* **Your assignment**: Write out exactly the lines of the entries below from the one holding "filename crates/repokit-core/src/fixers/repeated_block.rs" to the one holding "let fix = RepeatedBlockFixer.fix(&doubled).unwrap();", inclusive, and leave out all other lines.

* **Given data**:

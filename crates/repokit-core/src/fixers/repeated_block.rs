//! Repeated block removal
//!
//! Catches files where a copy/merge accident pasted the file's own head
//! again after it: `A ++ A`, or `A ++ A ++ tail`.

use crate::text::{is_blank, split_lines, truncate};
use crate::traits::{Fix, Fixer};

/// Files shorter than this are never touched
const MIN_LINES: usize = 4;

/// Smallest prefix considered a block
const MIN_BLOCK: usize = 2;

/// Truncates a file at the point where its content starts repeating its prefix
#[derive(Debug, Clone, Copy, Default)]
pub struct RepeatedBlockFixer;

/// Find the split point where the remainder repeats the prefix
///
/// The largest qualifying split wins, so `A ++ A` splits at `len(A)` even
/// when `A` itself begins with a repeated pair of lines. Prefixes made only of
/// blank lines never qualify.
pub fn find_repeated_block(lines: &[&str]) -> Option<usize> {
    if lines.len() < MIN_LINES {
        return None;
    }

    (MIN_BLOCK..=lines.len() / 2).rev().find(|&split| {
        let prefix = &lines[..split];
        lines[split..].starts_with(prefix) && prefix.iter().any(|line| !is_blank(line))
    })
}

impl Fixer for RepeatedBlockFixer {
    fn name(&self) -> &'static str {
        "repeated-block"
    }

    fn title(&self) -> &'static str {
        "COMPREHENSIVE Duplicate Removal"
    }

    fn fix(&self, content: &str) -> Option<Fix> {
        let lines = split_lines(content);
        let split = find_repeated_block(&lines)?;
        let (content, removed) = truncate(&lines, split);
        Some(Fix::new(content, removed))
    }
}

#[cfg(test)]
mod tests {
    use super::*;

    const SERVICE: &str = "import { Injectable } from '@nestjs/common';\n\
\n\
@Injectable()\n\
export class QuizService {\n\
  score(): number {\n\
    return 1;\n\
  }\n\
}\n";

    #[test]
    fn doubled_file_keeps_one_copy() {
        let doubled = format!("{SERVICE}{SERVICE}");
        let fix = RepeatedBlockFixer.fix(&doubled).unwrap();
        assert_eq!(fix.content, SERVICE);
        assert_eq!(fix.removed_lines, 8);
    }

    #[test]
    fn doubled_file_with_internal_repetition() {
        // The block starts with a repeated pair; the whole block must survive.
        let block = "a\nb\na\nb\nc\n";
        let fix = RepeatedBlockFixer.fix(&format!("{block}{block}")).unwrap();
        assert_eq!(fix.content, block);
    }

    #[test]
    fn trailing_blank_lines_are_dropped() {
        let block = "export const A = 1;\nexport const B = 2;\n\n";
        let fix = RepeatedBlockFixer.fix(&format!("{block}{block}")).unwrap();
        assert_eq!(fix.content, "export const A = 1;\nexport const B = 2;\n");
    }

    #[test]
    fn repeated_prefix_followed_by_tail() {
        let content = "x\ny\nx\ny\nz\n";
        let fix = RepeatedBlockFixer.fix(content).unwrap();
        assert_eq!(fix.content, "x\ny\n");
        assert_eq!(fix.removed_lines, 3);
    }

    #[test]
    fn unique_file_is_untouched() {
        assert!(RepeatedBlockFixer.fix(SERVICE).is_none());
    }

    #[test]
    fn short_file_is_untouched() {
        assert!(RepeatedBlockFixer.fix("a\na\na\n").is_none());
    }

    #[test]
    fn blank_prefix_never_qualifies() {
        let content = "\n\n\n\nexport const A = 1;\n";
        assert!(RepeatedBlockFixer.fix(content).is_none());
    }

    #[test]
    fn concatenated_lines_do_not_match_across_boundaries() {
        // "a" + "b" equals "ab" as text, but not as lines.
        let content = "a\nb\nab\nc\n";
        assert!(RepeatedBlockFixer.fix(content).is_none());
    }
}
...
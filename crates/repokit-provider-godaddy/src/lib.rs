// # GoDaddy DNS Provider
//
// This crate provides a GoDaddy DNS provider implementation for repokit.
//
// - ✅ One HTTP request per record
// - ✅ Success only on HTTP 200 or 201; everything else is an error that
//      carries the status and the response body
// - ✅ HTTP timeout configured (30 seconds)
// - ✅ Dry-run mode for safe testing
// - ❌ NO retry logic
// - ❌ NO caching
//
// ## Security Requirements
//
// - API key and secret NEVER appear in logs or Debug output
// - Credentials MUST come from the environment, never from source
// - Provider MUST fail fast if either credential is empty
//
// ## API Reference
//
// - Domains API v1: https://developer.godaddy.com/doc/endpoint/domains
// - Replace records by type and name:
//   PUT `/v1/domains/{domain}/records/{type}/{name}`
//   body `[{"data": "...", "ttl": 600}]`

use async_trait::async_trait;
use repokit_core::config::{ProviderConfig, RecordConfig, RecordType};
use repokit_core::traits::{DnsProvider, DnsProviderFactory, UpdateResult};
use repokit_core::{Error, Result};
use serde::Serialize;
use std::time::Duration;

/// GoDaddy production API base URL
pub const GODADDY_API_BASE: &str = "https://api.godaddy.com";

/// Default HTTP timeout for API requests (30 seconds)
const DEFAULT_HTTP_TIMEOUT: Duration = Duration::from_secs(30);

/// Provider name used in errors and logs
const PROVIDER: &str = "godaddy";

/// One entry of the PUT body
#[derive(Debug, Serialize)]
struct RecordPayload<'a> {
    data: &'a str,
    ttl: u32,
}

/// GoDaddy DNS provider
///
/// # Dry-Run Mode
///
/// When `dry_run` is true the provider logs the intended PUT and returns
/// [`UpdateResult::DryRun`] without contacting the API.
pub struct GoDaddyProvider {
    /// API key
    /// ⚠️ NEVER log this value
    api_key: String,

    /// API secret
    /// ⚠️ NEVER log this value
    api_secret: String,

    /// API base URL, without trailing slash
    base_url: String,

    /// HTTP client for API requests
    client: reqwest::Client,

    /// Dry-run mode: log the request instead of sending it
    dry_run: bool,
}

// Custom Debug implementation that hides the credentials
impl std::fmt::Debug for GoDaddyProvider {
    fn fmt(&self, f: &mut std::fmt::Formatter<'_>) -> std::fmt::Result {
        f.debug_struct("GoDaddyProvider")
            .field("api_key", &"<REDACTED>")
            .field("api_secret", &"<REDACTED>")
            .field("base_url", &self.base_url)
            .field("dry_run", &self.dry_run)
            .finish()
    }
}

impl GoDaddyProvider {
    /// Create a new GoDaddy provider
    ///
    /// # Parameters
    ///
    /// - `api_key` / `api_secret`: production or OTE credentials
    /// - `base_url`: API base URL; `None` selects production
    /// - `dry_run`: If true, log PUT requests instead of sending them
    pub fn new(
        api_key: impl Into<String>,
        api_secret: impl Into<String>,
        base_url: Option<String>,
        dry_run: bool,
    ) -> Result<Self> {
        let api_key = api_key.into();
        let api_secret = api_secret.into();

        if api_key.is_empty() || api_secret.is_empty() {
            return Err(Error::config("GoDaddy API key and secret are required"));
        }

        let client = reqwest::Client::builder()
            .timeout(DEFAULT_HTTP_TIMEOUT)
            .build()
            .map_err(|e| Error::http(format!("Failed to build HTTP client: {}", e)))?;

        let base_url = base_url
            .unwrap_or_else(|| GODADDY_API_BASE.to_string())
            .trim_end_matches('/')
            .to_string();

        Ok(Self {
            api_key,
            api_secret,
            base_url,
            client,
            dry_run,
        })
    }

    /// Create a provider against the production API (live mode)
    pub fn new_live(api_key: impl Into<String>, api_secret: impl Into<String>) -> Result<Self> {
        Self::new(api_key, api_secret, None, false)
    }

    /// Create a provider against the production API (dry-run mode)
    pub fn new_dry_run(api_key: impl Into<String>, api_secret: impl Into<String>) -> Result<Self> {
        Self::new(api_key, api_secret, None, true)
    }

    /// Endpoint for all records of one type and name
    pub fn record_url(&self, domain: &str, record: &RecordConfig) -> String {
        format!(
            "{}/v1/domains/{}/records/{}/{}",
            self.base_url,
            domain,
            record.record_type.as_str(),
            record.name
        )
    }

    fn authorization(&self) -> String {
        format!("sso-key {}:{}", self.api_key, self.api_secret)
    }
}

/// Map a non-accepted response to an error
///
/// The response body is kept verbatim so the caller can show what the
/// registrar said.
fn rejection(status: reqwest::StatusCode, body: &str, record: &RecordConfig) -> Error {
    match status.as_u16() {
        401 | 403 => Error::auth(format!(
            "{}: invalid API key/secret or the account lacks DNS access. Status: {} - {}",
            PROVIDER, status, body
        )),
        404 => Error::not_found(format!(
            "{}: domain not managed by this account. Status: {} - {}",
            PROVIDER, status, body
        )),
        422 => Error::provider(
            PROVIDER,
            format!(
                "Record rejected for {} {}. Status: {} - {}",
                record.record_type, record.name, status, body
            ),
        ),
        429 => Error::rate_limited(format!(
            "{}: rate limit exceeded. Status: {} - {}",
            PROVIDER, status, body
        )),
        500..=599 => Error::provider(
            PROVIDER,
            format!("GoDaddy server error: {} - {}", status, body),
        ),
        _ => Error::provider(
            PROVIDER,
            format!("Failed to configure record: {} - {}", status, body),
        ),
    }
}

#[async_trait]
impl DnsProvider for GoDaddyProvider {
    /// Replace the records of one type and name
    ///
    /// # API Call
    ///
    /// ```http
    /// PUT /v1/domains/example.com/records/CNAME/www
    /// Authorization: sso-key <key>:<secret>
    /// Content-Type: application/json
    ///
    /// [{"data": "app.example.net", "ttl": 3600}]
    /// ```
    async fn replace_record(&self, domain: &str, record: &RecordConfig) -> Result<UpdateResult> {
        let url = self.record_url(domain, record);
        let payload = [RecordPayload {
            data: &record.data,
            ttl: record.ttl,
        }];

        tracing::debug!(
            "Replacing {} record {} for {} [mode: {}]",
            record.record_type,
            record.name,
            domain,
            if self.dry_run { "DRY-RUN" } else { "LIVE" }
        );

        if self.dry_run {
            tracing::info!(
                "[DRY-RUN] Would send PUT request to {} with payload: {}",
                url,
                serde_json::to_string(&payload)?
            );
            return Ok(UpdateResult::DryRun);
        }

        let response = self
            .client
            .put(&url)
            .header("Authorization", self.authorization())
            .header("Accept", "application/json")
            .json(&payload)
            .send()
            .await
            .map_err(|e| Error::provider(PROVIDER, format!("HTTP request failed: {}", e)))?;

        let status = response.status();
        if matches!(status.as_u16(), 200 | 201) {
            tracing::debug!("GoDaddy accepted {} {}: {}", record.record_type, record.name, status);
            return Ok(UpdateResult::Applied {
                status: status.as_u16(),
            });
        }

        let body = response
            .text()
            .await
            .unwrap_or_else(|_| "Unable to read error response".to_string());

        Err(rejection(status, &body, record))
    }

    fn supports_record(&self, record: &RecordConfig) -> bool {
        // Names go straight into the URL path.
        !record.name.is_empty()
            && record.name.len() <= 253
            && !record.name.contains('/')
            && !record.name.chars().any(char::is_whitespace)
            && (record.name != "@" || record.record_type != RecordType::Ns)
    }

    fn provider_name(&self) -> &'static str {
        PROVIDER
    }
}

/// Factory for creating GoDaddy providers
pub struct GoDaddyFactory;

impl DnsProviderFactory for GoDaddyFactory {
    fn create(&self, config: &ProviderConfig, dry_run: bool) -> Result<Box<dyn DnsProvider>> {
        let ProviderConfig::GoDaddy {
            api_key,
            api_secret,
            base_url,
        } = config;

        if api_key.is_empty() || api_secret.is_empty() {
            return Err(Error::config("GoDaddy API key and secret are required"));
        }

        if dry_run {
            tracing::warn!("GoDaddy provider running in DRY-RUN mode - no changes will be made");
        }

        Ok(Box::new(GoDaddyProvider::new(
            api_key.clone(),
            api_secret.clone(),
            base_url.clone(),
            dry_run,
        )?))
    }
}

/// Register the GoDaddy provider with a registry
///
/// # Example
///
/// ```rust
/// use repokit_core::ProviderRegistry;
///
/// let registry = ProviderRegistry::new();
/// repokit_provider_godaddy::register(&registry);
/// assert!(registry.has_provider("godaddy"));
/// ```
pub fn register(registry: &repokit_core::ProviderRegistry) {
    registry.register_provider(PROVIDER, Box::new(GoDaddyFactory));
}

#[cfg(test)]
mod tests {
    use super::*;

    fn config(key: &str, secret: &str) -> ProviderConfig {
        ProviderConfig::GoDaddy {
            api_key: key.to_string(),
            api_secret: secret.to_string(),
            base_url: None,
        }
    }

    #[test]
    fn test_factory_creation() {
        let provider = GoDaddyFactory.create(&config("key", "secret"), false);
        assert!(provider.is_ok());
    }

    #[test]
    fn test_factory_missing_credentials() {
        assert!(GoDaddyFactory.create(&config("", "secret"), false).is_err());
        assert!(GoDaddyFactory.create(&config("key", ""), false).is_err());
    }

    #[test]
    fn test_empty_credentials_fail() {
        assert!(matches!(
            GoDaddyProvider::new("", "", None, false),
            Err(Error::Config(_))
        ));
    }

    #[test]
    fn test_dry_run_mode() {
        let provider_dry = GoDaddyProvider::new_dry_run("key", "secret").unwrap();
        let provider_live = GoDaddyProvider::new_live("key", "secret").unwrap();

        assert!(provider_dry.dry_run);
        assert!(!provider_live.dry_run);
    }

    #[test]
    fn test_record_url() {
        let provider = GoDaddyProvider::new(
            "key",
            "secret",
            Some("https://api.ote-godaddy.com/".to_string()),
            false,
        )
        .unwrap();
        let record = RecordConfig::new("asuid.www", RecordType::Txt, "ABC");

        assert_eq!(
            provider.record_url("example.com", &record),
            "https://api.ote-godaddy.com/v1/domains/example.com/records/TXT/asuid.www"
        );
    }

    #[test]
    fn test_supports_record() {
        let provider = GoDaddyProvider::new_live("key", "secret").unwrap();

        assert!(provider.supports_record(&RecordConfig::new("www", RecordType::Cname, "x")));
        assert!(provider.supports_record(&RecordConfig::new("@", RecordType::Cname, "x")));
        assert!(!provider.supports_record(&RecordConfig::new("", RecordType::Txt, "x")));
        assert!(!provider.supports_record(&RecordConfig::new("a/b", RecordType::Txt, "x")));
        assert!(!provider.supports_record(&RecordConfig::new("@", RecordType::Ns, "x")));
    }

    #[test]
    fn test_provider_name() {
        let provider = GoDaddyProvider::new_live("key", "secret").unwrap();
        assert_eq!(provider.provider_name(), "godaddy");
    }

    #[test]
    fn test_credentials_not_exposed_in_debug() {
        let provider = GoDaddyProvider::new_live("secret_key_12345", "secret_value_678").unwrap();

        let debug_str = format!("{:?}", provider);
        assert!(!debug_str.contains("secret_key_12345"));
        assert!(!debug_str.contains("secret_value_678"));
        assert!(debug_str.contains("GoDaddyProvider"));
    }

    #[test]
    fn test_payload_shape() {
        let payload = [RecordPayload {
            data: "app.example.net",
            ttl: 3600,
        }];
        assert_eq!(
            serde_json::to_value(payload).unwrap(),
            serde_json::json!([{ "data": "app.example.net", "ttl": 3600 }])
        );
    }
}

* **Response area**:
filename crates/repokit-core/src/fixers/repeated_block.rs
//! Repeated block removal
//!
//! Catches files where a copy/merge accident pasted the file's own head
//! again after it: `A ++ A`, or `A ++ A ++ tail`.

use crate::text::{is_blank, split_lines, truncate};
use crate::traits::{Fix, Fixer};

/// Files shorter than this are never touched
const MIN_LINES: usize = 4;

/// Smallest prefix considered a block
const MIN_BLOCK: usize = 2;

/// Truncates a file at the point where its content starts repeating its prefix
#[derive(Debug, Clone, Copy, Default)]
pub struct RepeatedBlockFixer;

/// Find the split point where the remainder repeats the prefix
///
/// The largest qualifying split wins, so `A ++ A` splits at `len(A)` even
/// when `A` itself begins with a repeated pair of lines. Prefixes made only of
/// blank lines never qualify.
pub fn find_repeated_block(lines: &[&str]) -> Option<usize> {
    if lines.len() < MIN_LINES {
        return None;
    }

    (MIN_BLOCK..=lines.len() / 2).rev().find(|&split| {
        let prefix = &lines[..split];
        lines[split..].starts_with(prefix) && prefix.iter().any(|line| !is_blank(line))
    })
}

impl Fixer for RepeatedBlockFixer {
    fn name(&self) -> &'static str {
        "repeated-block"
    }

    fn title(&self) -> &'static str {
        "COMPREHENSIVE Duplicate Removal"
    }

    fn fix(&self, content: &str) -> Option<Fix> {
        let lines = split_lines(content);
        let split = find_repeated_block(&lines)?;
        let (content, removed) = truncate(&lines, split);
        Some(Fix::new(content, removed))
    }
}

#[cfg(test)]
mod tests {
    use super::*;

    const SERVICE: &str = "import { Injectable } from '@nestjs/common';\n\
\n\
@Injectable()\n\
export class QuizService {\n\
  score(): number {\n\
    return 1;\n\
  }\n\
}\n";

    #[test]
    fn doubled_file_keeps_one_copy() {
        let doubled = format!("{SERVICE}{SERVICE}");
        let fix = RepeatedBlockFixer.fix(&doubled).unwrap();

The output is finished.